• [Stored data]:
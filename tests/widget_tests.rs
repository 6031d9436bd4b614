use async_trait::async_trait;
use chat_widget::config::{DEFAULT_GREETING, WidgetConfig};
use chat_widget::error::ClientError;
use chat_widget::message::{
    CONNECTION_ERROR, ChatRequest, GENERIC_RESPONSE_ERROR, Message, Sender,
};
use chat_widget::services::backend_client::ChatBackend;
use chat_widget::widget::{
    Activation, ActivationSource, ChatWidget, Controls, DispatchControl, DisplaySurface,
    SendOutcome, TextInput,
};
use serde_json::{Value, json};
use std::collections::VecDeque;
use std::sync::atomic::{AtomicBool, AtomicUsize, Ordering};
use std::sync::{Arc, Mutex};
use std::time::Duration;

#[derive(Clone, Default)]
struct RecordingSurface {
    messages: Arc<Mutex<Vec<Message>>>,
    scrolls: Arc<AtomicUsize>,
}

impl RecordingSurface {
    fn messages(&self) -> Vec<Message> {
        self.messages.lock().unwrap().clone()
    }
}

impl DisplaySurface for RecordingSurface {
    fn append(&mut self, message: &Message) {
        self.messages.lock().unwrap().push(message.clone());
    }

    fn scroll_to_latest(&mut self) {
        self.scrolls.fetch_add(1, Ordering::SeqCst);
    }
}

#[derive(Clone, Default)]
struct FakeInput(Arc<Mutex<String>>);

impl FakeInput {
    fn type_text(&self, text: &str) {
        *self.0.lock().unwrap() = text.to_string();
    }
}

impl TextInput for FakeInput {
    fn value(&self) -> String {
        self.0.lock().unwrap().clone()
    }

    fn clear(&mut self) {
        self.0.lock().unwrap().clear();
    }
}

#[derive(Clone)]
struct FakeButton(Arc<AtomicBool>);

impl Default for FakeButton {
    fn default() -> Self {
        Self(Arc::new(AtomicBool::new(true)))
    }
}

impl DispatchControl for FakeButton {
    fn set_enabled(&mut self, enabled: bool) {
        self.0.store(enabled, Ordering::SeqCst);
    }

    fn is_enabled(&self) -> bool {
        self.0.load(Ordering::SeqCst)
    }
}

#[derive(Clone)]
enum Script {
    Body(Value),
    NotJson,
    Hang,
}

/// What the backend could see of the UI while the request was in flight.
#[derive(Clone, Debug)]
struct Observation {
    request: ChatRequest,
    button_enabled: bool,
    messages: Vec<Message>,
}

struct ScriptedBackend {
    script: Script,
    surface: RecordingSurface,
    button: FakeButton,
    calls: Arc<Mutex<Vec<Observation>>>,
}

#[async_trait]
impl ChatBackend for ScriptedBackend {
    async fn post(&self, request: &ChatRequest) -> Result<Value, ClientError> {
        self.calls.lock().unwrap().push(Observation {
            request: request.clone(),
            button_enabled: self.button.is_enabled(),
            messages: self.surface.messages(),
        });
        match &self.script {
            Script::Body(body) => Ok(body.clone()),
            Script::NotJson => Err(serde_json::from_str::<Value>("<html>502</html>")
                .map_err(ClientError::from)
                .unwrap_err()),
            Script::Hang => std::future::pending().await,
        }
    }
}

type TestWidget = ChatWidget<ScriptedBackend, RecordingSurface, FakeInput, FakeButton>;

struct Harness {
    surface: RecordingSurface,
    input: FakeInput,
    button: FakeButton,
    calls: Arc<Mutex<Vec<Observation>>>,
}

impl Harness {
    fn last_message(&self) -> Message {
        self.surface.messages().last().cloned().unwrap()
    }

    fn calls(&self) -> Vec<Observation> {
        self.calls.lock().unwrap().clone()
    }
}

fn widget_with(script: Script) -> (TestWidget, Harness) {
    let surface = RecordingSurface::default();
    let input = FakeInput::default();
    let button = FakeButton::default();
    let calls = Arc::new(Mutex::new(Vec::new()));

    let backend = ScriptedBackend {
        script,
        surface: surface.clone(),
        button: button.clone(),
        calls: calls.clone(),
    };
    let controls = Controls {
        surface: surface.clone(),
        input: input.clone(),
        dispatch: button.clone(),
    };
    let widget = ChatWidget::new(WidgetConfig::default(), backend, controls);

    (widget, Harness { surface, input, button, calls })
}

async fn send(script: Script, text: &str) -> (SendOutcome, Harness) {
    let (mut widget, harness) = widget_with(script);
    harness.input.type_text(text);
    let outcome = widget.send_message().await;
    (outcome, harness)
}

#[test]
fn greeting_is_the_only_message_on_load() {
    let (widget, harness) = widget_with(Script::Body(json!({})));

    let messages = harness.surface.messages();
    assert_eq!(messages, vec![Message::new(DEFAULT_GREETING, Sender::Bot)]);
    assert_eq!(harness.surface.scrolls.load(Ordering::SeqCst), 1);
    assert!(widget.dispatch().is_enabled());
}

#[tokio::test]
async fn blank_input_is_ignored() {
    for text in ["", "   ", "\t\n "] {
        let (outcome, harness) = send(Script::Body(json!({"reply": "Hola"})), text).await;

        assert_eq!(outcome, SendOutcome::Ignored);
        assert_eq!(harness.surface.messages().len(), 1, "input {:?}", text);
        assert!(harness.calls().is_empty());
        assert!(harness.button.is_enabled());
    }
}

#[tokio::test]
async fn user_message_is_rendered_before_the_call() {
    let (outcome, harness) = send(Script::Body(json!({"reply": "Hola"})), "  0957380330 ").await;
    assert_eq!(outcome, SendOutcome::Replied);

    let calls = harness.calls();
    assert_eq!(calls.len(), 1);
    let call = &calls[0];
    assert_eq!(call.request, ChatRequest::new("demo-session-1", "0957380330"));
    assert!(!call.button_enabled, "dispatch must be disabled while in flight");
    assert_eq!(
        call.messages.last(),
        Some(&Message::new("0957380330", Sender::User))
    );

    assert_eq!(harness.input.value(), "");
    assert_eq!(harness.last_message(), Message::new("Hola", Sender::Bot));
    assert!(harness.button.is_enabled());
}

#[tokio::test]
async fn server_error_is_prefixed() {
    let (outcome, harness) = send(Script::Body(json!({"error": "bad session"})), "hola").await;

    assert_eq!(outcome, SendOutcome::ServerError);
    assert_eq!(harness.last_message(), Message::new("Error: bad session", Sender::Bot));
    assert!(harness.button.is_enabled());
}

#[tokio::test]
async fn empty_object_gets_generic_error() {
    let (outcome, harness) = send(Script::Body(json!({})), "hola").await;

    assert_eq!(outcome, SendOutcome::Malformed);
    assert_eq!(harness.last_message().text(), GENERIC_RESPONSE_ERROR);
    assert_eq!(harness.surface.messages().len(), 3);
    assert!(harness.button.is_enabled());
}

#[tokio::test]
async fn undecodable_body_reads_as_connection_failure() {
    let (outcome, harness) = send(Script::NotJson, "hola").await;

    assert_eq!(outcome, SendOutcome::Unreachable);
    assert_eq!(harness.last_message(), Message::new(CONNECTION_ERROR, Sender::Bot));
    assert!(harness.button.is_enabled());
}

#[tokio::test]
async fn null_body_reads_as_connection_failure() {
    let (outcome, harness) = send(Script::Body(Value::Null), "hola").await;

    assert_eq!(outcome, SendOutcome::Unreachable);
    assert_eq!(harness.last_message().text(), CONNECTION_ERROR);
}

#[tokio::test]
async fn dropped_send_still_restores_dispatch() {
    let (mut widget, harness) = widget_with(Script::Hang);
    harness.input.type_text("hola");

    let result = tokio::time::timeout(Duration::from_millis(20), widget.send_message()).await;

    assert!(result.is_err());
    assert_eq!(harness.calls().len(), 1);
    assert!(harness.button.is_enabled());
}

/// Types text and presses keys in order.
struct ScriptedUser {
    input: FakeInput,
    steps: VecDeque<(&'static str, Activation)>,
}

#[async_trait(?Send)]
impl ActivationSource for ScriptedUser {
    async fn next_activation(&mut self) -> Option<Activation> {
        let (text, activation) = self.steps.pop_front()?;
        self.input.type_text(text);
        Some(activation)
    }
}

#[tokio::test]
async fn click_and_enter_send_other_keys_do_not() {
    let (mut widget, harness) = widget_with(Script::Body(json!({"reply": "ok"})));
    let mut user = ScriptedUser {
        input: harness.input.clone(),
        steps: VecDeque::from([
            ("uno", Activation::Key("a".to_string())),
            ("uno", Activation::enter()),
            ("dos", Activation::Click),
            ("   ", Activation::Click),
        ]),
    };

    let outcomes = widget.run(&mut user).await;

    assert_eq!(
        outcomes,
        vec![SendOutcome::Replied, SendOutcome::Replied, SendOutcome::Ignored]
    );
    let sent: Vec<String> = harness.calls().into_iter().map(|c| c.request.message).collect();
    assert_eq!(sent, vec!["uno", "dos"]);

    let texts: Vec<(Sender, String)> = harness
        .surface
        .messages()
        .iter()
        .map(|m| (m.sender(), m.text().to_string()))
        .collect();
    assert_eq!(
        texts,
        vec![
            (Sender::Bot, DEFAULT_GREETING.to_string()),
            (Sender::User, "uno".to_string()),
            (Sender::Bot, "ok".to_string()),
            (Sender::User, "dos".to_string()),
            (Sender::Bot, "ok".to_string()),
        ]
    );
    assert!(harness.button.is_enabled());
}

• [Exercise details]: Repeat the entries above verbatim, but only from the line that has "self.messages.lock().unwrap().clone()" down to the line that has "fn type_text(&self, text: &str)", inclusive.

• [Task solution]:
        self.messages.lock().unwrap().clone()
    }
}

impl DisplaySurface for RecordingSurface {
    fn append(&mut self, message: &Message) {
        self.messages.lock().unwrap().push(message.clone());
    }

    fn scroll_to_latest(&mut self) {
        self.scrolls.fetch_add(1, Ordering::SeqCst);
    }
}

#[derive(Clone, Default)]
struct FakeInput(Arc<Mutex<String>>);

impl FakeInput {
    fn type_text(&self, text: &str) {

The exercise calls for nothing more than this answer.